I was always an artist but only recently became a photographer. All throughout high school and college I sketched, painted, drew and kept travel journals. Then as an architect for about a decade I wasn’t getting the creative satisfaction desired. I was only really interested in photography once I discovered the work of people like Jose Villa and Max Wanger. Their photography was minimal, playful, and colorful. Their work looked like paintings to me, and I was instantly hooked!
After making the switch to photography, desperate to learn everything and do well in business, I loaded up on classes from places like CreativeLive and FStoppers not to mention following every single local DC photographer on social media. I said “yes” to every client. As a result the work got scattered.
My portfolio looked like every other newbie photographer. And while I was happy to be able to do what I love and really enjoyed trying different styles of photography… I wasn’t creating a cohesive artistic voice for myself.
I also wasn’t enjoying my passion.
There are so many photographers, and aspiring photographers that the only way to stand out is to create a distinct artistic voice. Once you have honed that voice, or even as you are in the process of honing it… then you can blast it to the world. Until you feel like you are 100% satisfied with your art and it’s consistent, keep honing.
A few ways to “hone”:
1. When looking at others’ work (on Instagram for example) leave comments about what specifically you love about the photos. Is it the mood? The lighting? The poses? What do you like about them? Go into detail to help understand your own feelings about the photography.

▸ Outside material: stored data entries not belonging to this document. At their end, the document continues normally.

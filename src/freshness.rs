//! Effective `lastmod` resolution.
//!
//! For each entry the resolver combines the fresh content hash, the
//! previous-sitemap record, and an optional HTTP probe into the timestamp
//! that best represents when the content last meaningfully changed. A hash
//! match carries the previously published `lastmod` forward, which stops
//! the sitemap from churning on every rebuild; an online probe, when
//! requested, supersedes that carry-over.

use crate::{
    fetch::Fetcher,
    log,
    previous::PreviousState,
    utils::{date, git::GitBaseline, hash},
};
use anyhow::{Context, Result};
use chrono::{DateTime, FixedOffset};
use std::{fs, path::Path};

/// The resolved freshness signal for one entry.
#[derive(Debug, Clone)]
pub struct Resolved {
    /// Effective `lastmod` in the canonical timezone (or carried forward
    /// verbatim from the previous sitemap).
    pub lastmod: DateTime<FixedOffset>,
    /// Fresh content hash, absent only when offline with no local file.
    pub hash: Option<String>,
}

/// Resolver over the run's read-only inputs.
///
/// All collaborators are explicit fields; nothing is captured implicitly.
pub struct FreshnessResolver<'a> {
    pub previous: &'a PreviousState,
    /// `None` in offline mode.
    pub fetcher: Option<&'a Fetcher>,
    /// Committed baseline for diff-based change detection, when configured.
    pub git: Option<&'a GitBaseline>,
    /// Site root that relative file paths resolve against.
    pub root: &'a Path,
    /// Canonical timezone for freshly observed times.
    pub tz: FixedOffset,
}

impl FreshnessResolver<'_> {
    /// Decide the effective `lastmod` and content hash for one entry.
    ///
    /// * `key` — normalized path used for previous-state lookup.
    /// * `url` — full URL, used for network hashing and the HEAD probe.
    /// * `fallback` — local mtime, or wall-clock for synthetic entries.
    /// * `file` — root-relative file to hash; `None` hashes the fetched
    ///   resource body instead (fatal if that fetch fails).
    /// * `check_online` — probe `Last-Modified` and let it override.
    pub fn resolve(
        &self,
        key: &str,
        url: &str,
        fallback: DateTime<FixedOffset>,
        file: Option<&str>,
        check_online: bool,
    ) -> Result<Resolved> {
        let fresh_hash = self.fresh_hash(url, file)?;
        let prev = self.previous.get(key);

        let mut effective = fallback;
        if let Some(prev) = prev
            && self.is_unchanged(prev.hash.as_deref(), fresh_hash.as_deref(), file)
        {
            effective = date::parse_lastmod(&prev.lastmod)?;
        }

        if check_online && let Some(probed) = self.probe_last_modified(url) {
            effective = probed;
        }

        if let Some(prev) = prev {
            let formatted = date::format_lastmod(&effective);
            if formatted != prev.lastmod {
                log!("sitemap"; "changed: {key} ({} -> {formatted})", prev.lastmod);
            }
        }

        Ok(Resolved {
            lastmod: effective,
            hash: fresh_hash,
        })
    }

    /// Hash the local file when given, the fetched body otherwise.
    ///
    /// A required network fetch that fails is fatal for the entry: an
    /// unreachable resource means an incomplete sitemap, which is worse
    /// than a failed run.
    fn fresh_hash(&self, url: &str, file: Option<&str>) -> Result<Option<String>> {
        match file {
            Some(rel) => {
                let full = self.root.join(rel);
                let bytes = fs::read(&full)
                    .with_context(|| format!("Failed to read {}", full.display()))?;
                Ok(Some(hash::digest(&bytes)))
            }
            None => match self.fetcher {
                Some(fetcher) => Ok(Some(hash::digest(&fetcher.get_bytes(url)?))),
                None => Ok(None),
            },
        }
    }

    /// Whether the entry's content is unchanged relative to the baseline:
    /// hashes match, or the committed copy is byte-identical to the
    /// working tree.
    fn is_unchanged(
        &self,
        prev_hash: Option<&str>,
        fresh_hash: Option<&str>,
        file: Option<&str>,
    ) -> bool {
        if let (Some(prev), Some(fresh)) = (prev_hash, fresh_hash)
            && prev == fresh
        {
            return true;
        }

        if let (Some(git), Some(rel)) = (self.git, file) {
            match git.file_unchanged(rel) {
                Ok(unchanged) => return unchanged,
                Err(err) => log!("git"; "baseline check failed for {rel}: {err:#}"),
            }
        }

        false
    }

    /// HEAD probe for `Last-Modified`, converted to the canonical timezone.
    ///
    /// Failures and missing headers are soft: warn and return `None`.
    fn probe_last_modified(&self, url: &str) -> Option<DateTime<FixedOffset>> {
        let fetcher = self.fetcher?;
        match fetcher.head_last_modified(url) {
            Ok(Some(raw)) => {
                let parsed = date::parse_http_date(&raw, self.tz);
                if parsed.is_none() {
                    log!("fetch"; "unparseable Last-Modified for {url}: {raw}");
                }
                parsed
            }
            Ok(None) => {
                log!("fetch"; "no Last-Modified for {url}, using local time");
                None
            }
            Err(err) => {
                log!("fetch"; "probe failed for {url}: {err:#}");
                None
            }
        }
    }
}

// ============================================================================
// Tests
// ============================================================================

2. When looking at work you don’t like ask yourself what don’t you like about it? What would you do differently? You may be surprised at what you come up with. For me it’s almost always the items that feel unnatural that stand out – colors, poses, clothing and general background distractions.
3. The best way to “hone” your artistic voice is to set up your own personal projects. When you are the creative director of your shoot then you need to pick the model, clothes, hair, makeup, setting, location, etc. Find collaborators to help you achieve this vision, but ultimately it’s entirely up to you to make it fit your vision.
4. Push yourself out of your comfort zone and ask strangers to model for you. I’ve picked up people at coffee shops before to use for personal work – especially when switching to film. Most people take it as a huge compliment to be asked to model.
5. When you are “slow” and don’t have a ton of paying work take it as a sign and opportunity to do these personal projects. You have to stay consistently busy to keep the momentum of growth building.
6. Finally, curate. You don’t have to share every single project you do. Sometimes they fall flat. Just because you took the photo doesn’t mean it has to be shared. As the art director of your brand, you have to be bold enough to slash your work from your portfolio.